__Provided material__.
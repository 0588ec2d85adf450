//! Per-type fragment generation.
//!
//! Each module type has one handler in [`HANDLERS`]. Precedence between a
//! module's explicit `override` and its generated fragment differs by type:
//!
//! | type                               | fragment |
//! |------------------------------------|----------|
//! | `template`                         | `userSettings.override`, else `override` |
//! | `switchGroup`, `switchDataset`     | `override` (dataset switches fall back in the merge) |
//! | `switchVisibility`, color rules    | `override`, else generated |
//! | `buildingColor`, `buildingFilter`  | `override`, else generated |
//! | `buildingShadow`                   | `override`, else generated |
//! | `buildingTransparency`             | generated from `override` color, else the pass color |
//! | `colorGradient`                    | generated merged over `override` |

use mapstyle_model::{
    BuildingColorSettings, BuildingColorType, BuildingFilterSettings, ColorGradientSettings,
    ColorRuleSettings, ConditionTable, Facet, ModuleSettings, ModuleType, Patch, StyleModule,
    SwitchVisibilitySettings, expression_leaf,
};
use serde_json::Value;

use crate::color::{DEFAULT_COLOR, Rgba, apply_transparency};
use crate::condition::{compile_condition, numeric_attribute};
use crate::context::FragmentContext;
use crate::merge::merged;
use crate::tables::{
    BUILDING_PURPOSE, BUILDING_PURPOSE_ATTRIBUTE, BUILDING_STRUCTURE,
    BUILDING_STRUCTURE_ATTRIBUTE, DEFAULT_MISSING_VALUE, FLOOD_RANK, HEIGHT_ATTRIBUTE,
    HEIGHT_BANDS, categorical_table, combine_filters, compile_range_filter, filter_table,
    gradient_color_table, gradient_domain, numeric_range_table,
};

/// Produces the fragment an active module contributes.
pub type FragmentHandler = fn(&StyleModule, &FragmentContext) -> Option<Patch>;

/// Handler lookup, one entry per module type.
pub const HANDLERS: [(ModuleType, FragmentHandler); 12] = [
    (ModuleType::Template, template_fragment),
    (ModuleType::SwitchGroup, explicit_override),
    (ModuleType::SwitchDataset, explicit_override),
    (ModuleType::SwitchVisibility, visibility_fragment),
    (ModuleType::PointColor, color_rule_fragment),
    (ModuleType::PolylineColor, color_rule_fragment),
    (ModuleType::PolygonColor, color_rule_fragment),
    (ModuleType::BuildingColor, building_color_fragment),
    (ModuleType::BuildingFilter, building_filter_fragment),
    (ModuleType::BuildingTransparency, transparency_fragment),
    (ModuleType::BuildingShadow, shadow_fragment),
    (ModuleType::ColorGradient, gradient_fragment),
];

#[must_use]
pub fn handler_for(module_type: ModuleType) -> FragmentHandler {
    HANDLERS
        .iter()
        .find(|(candidate, _)| *candidate == module_type)
        .map_or(explicit_override as FragmentHandler, |(_, handler)| *handler)
}

/// Resolve the fragment `module` contributes to an update pass.
#[must_use]
pub fn fragment_for(module: &StyleModule, ctx: &FragmentContext) -> Option<Patch> {
    handler_for(module.module_type())(module, ctx)
}

/// Base color expression for buildings.
#[must_use]
pub fn default_color_expression() -> String {
    DEFAULT_COLOR.to_expression()
}

fn explicit_override(module: &StyleModule, _ctx: &FragmentContext) -> Option<Patch> {
    module.override_patch.clone()
}

fn override_or(module: &StyleModule, generate: impl FnOnce() -> Option<Patch>) -> Option<Patch> {
    module.override_patch.clone().or_else(generate)
}

fn template_fragment(module: &StyleModule, _ctx: &FragmentContext) -> Option<Patch> {
    let ModuleSettings::Template(settings) = &module.settings else {
        return None;
    };
    settings
        .user_settings
        .override_patch
        .clone()
        .or_else(|| module.override_patch.clone())
}

fn visibility_fragment(module: &StyleModule, _ctx: &FragmentContext) -> Option<Patch> {
    let ModuleSettings::SwitchVisibility(settings) = &module.settings else {
        return None;
    };
    override_or(module, || visibility_patch(settings))
}

fn visibility_patch(settings: &SwitchVisibilitySettings) -> Option<Patch> {
    if settings.items.is_empty() {
        return None;
    }
    let mut table = ConditionTable::new("false");
    for item in &settings.items {
        if settings.selected.iter().any(|id| *id == item.id) {
            table.push(compile_condition(&item.condition), "true");
        }
    }
    Some(Patch::leaf(settings.facet, "show", expression_leaf(&table)))
}

fn color_rule_fragment(module: &StyleModule, _ctx: &FragmentContext) -> Option<Patch> {
    let (facet, settings) = match &module.settings {
        ModuleSettings::PointColor(settings) => (Facet::Marker, settings),
        ModuleSettings::PolylineColor(settings) => (Facet::Polyline, settings),
        ModuleSettings::PolygonColor(settings) => (Facet::Polygon, settings),
        _ => return None,
    };
    override_or(module, || color_rule_patch(facet, settings))
}

fn color_rule_patch(facet: Facet, settings: &ColorRuleSettings) -> Option<Patch> {
    if settings.rules.is_empty() && settings.default_color.is_none() {
        return None;
    }
    let default = settings
        .default_color
        .as_deref()
        .map_or(DEFAULT_COLOR, Rgba::parse_or_default);
    let table = ConditionTable::with_rows(
        settings.rules.iter().map(|rule| {
            (
                compile_condition(&rule.condition),
                Rgba::parse_or_default(&rule.color).to_expression(),
            )
        }),
        default.to_expression(),
    );
    Some(Patch::leaf(facet, facet.color_property(), expression_leaf(&table)))
}

fn building_color_fragment(module: &StyleModule, _ctx: &FragmentContext) -> Option<Patch> {
    let ModuleSettings::BuildingColor(settings) = &module.settings else {
        return None;
    };
    override_or(module, || building_color_patch(settings))
}

fn building_color_patch(settings: &BuildingColorSettings) -> Option<Patch> {
    let default = "#ffffff";
    let table = match settings.color_type {
        BuildingColorType::None => {
            return Some(Patch::leaf(
                Facet::Tiles3d,
                "color",
                Value::String(default_color_expression()),
            ));
        }
        BuildingColorType::Height => {
            numeric_range_table(HEIGHT_ATTRIBUTE, HEIGHT_BANDS, Some(0.0), default)
        }
        BuildingColorType::Purpose => {
            categorical_table(BUILDING_PURPOSE_ATTRIBUTE, BUILDING_PURPOSE, default)
        }
        BuildingColorType::Structure => {
            categorical_table(BUILDING_STRUCTURE_ATTRIBUTE, BUILDING_STRUCTURE, default)
        }
        BuildingColorType::FloodRank => {
            let Some(attribute) = settings.attribute.as_deref() else {
                tracing::debug!("Flood rank coloring without an attribute, skipped");
                return None;
            };
            numeric_range_table(attribute, FLOOD_RANK, None, default)
        }
    };
    Some(Patch::leaf(Facet::Tiles3d, "color", expression_leaf(&table)))
}

fn building_filter_fragment(module: &StyleModule, ctx: &FragmentContext) -> Option<Patch> {
    let ModuleSettings::BuildingFilter(settings) = &module.settings else {
        return None;
    };
    override_or(module, || building_filter_patch(settings, ctx))
}

fn building_filter_patch(settings: &BuildingFilterSettings, ctx: &FragmentContext) -> Option<Patch> {
    if settings.filters.is_empty() {
        return None;
    }
    let mut terms = Vec::with_capacity(settings.filters.len());
    for filter in &settings.filters {
        let domain = ctx.attribute(&filter.attribute);
        let min = filter.min.or_else(|| domain.and_then(|d| d.min));
        let max = filter.max.or_else(|| domain.and_then(|d| d.max));
        let (Some(min), Some(max)) = (min, max) else {
            tracing::debug!(attribute = %filter.attribute, "Filter bounds unknown, skipped");
            continue;
        };
        let value = numeric_attribute(&filter.attribute, DEFAULT_MISSING_VALUE);
        terms.push(compile_range_filter(&value, filter.value, min, max));
    }
    let expression = combine_filters(&terms);
    Some(Patch::leaf(Facet::Tiles3d, "show", expression_leaf(&filter_table(&expression))))
}

fn transparency_fragment(module: &StyleModule, ctx: &FragmentContext) -> Option<Patch> {
    let ModuleSettings::BuildingTransparency(settings) = &module.settings else {
        return None;
    };
    let base = module
        .override_patch
        .as_ref()
        .and_then(|patch| patch.get(Facet::Tiles3d, "color"))
        .or_else(|| {
            ctx.existing_override
                .as_ref()
                .and_then(|patch| patch.get(Facet::Tiles3d, "color"))
        })
        .cloned()
        .unwrap_or_else(|| Value::String(default_color_expression()));
    Some(Patch::leaf(
        Facet::Tiles3d,
        "color",
        apply_transparency(&base, settings.transparency),
    ))
}

fn shadow_fragment(module: &StyleModule, _ctx: &FragmentContext) -> Option<Patch> {
    let ModuleSettings::BuildingShadow(settings) = &module.settings else {
        return None;
    };
    override_or(module, || {
        Some(Patch::leaf(
            Facet::Tiles3d,
            "shadows",
            Value::String(settings.shadow.as_str().to_string()),
        ))
    })
}

fn gradient_fragment(module: &StyleModule, ctx: &FragmentContext) -> Option<Patch> {
    let ModuleSettings::ColorGradient(settings) = &module.settings else {
        return None;
    };
    let generated = gradient_patch(settings, ctx);
    match (module.override_patch.clone(), generated) {
        (Some(base), Some(generated)) => Some(merged(base, &generated)),
        (base, generated) => generated.or(base),
    }
}

fn gradient_patch(settings: &ColorGradientSettings, ctx: &FragmentContext) -> Option<Patch> {
    let domain_info = ctx.attribute(&settings.attribute);
    let min = settings.min.or_else(|| domain_info.and_then(|d| d.min));
    let max = settings.max.or_else(|| domain_info.and_then(|d| d.max));
    let domain = gradient_domain(min, max, settings.step);
    if domain.is_empty() {
        tracing::debug!(attribute = %settings.attribute, "Gradient domain empty, skipped");
        return None;
    }
    let table = gradient_color_table(
        &settings.attribute,
        &settings.start_color,
        &settings.end_color,
        &domain,
        "#ffffff",
    );
    Some(Patch::leaf(
        settings.facet,
        settings.facet.color_property(),
        expression_leaf(&table),
    ))
}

__Work task__.
Number of lines with the string "BuildingColorSettings" in them: give it by itself, based on the listing above.

__Response__.
2